BlackRock is Trying to Fix Private Equity

A new private equity fund created by BlackRock is intended to hold companies for “up to forever” while addressing the issue of high fees, according to an article in Institutional Investor.

The fund has been created by BlackRock’s long-term private capital team (LTPC) under the leadership of Andre Bourbonnais and fellow Canadian Mark Wiseman (chairman of the firm’s alternative-investment unit and global head of active equities). The two men structured the new fund, the article reports, “with input from cornerstone investors to create a better alignment of interest than in traditional private equity.” Wiseman puts it this way: “We’re trying to solve a lot of the things that drove us crazy.”
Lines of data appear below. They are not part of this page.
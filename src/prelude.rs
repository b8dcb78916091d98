//! Convenient imports for consumers of famicore
//!
//! Pull in everything commonly needed in one line:
//! ```rust
//! use famicore::prelude::*;
//! ```

// Main machine API
pub use crate::nes::{Nes, NesConfig, RunState};

// Components
pub use crate::nes::apu::{Apu, ChannelType};
pub use crate::nes::bus::nes_bus::NesBus;
pub use crate::nes::cpu::{Cpu, CpuBusInterface, CpuError, DebugEvent, Flags};
pub use crate::nes::ppu::PpuRegisterPort;

// Cartridges
pub use crate::nes::cartridge::{Cartridge, CartridgeError, Mapper, Mirroring};

// Input
pub use crate::nes::controller::gamepad::PadButtons;

// Snapshots
pub use crate::nes::save_state::{SaveState, SaveStateError};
BlackRock’s new fund charges 1.5 percent rather than the 2 percent management fee typically charged by private equity firms which, according to Wiseman, is excessive given how funds have grown over the past several decades. “It’s nonsensical,” he argues. “The funds got larger, larger, and larger, but the cost of running the firms didn’t grow proportionally.” But Wiseman doesn’t think a fee cut is enough to align the interests of private equity firms and investors, the article reports. “Instead,” it says, “the burden will be on BlackRock to accurately project the costs of running LTPC—or risk eating a portion of them.”

Christopher Ailman, chief investment officer of California State Teacher’s Retirement System, said he’s excited to see Blackrock step into private equity with an innovative structure that addresses the long-term interests of institutional investors: “A lot of us have been clamoring for a long time for a longer holding period and more what I like to call ‘private capital’ structure.”

Wiseman explains that, rather than holding on to strong assets for decades, private equity managers are motivated to sell companies within a relatively short time frame to “crystallize their carry” and post higher internal rates of return. But such frequent selling triggers “massive frictional costs” for investors in buyout funds, he says and is “terrible for a long-term investor.”

Bourbonnais says the new fund will invest in companies with long track records and resilience through economic cycles “so we can forecast the future a little bit better.”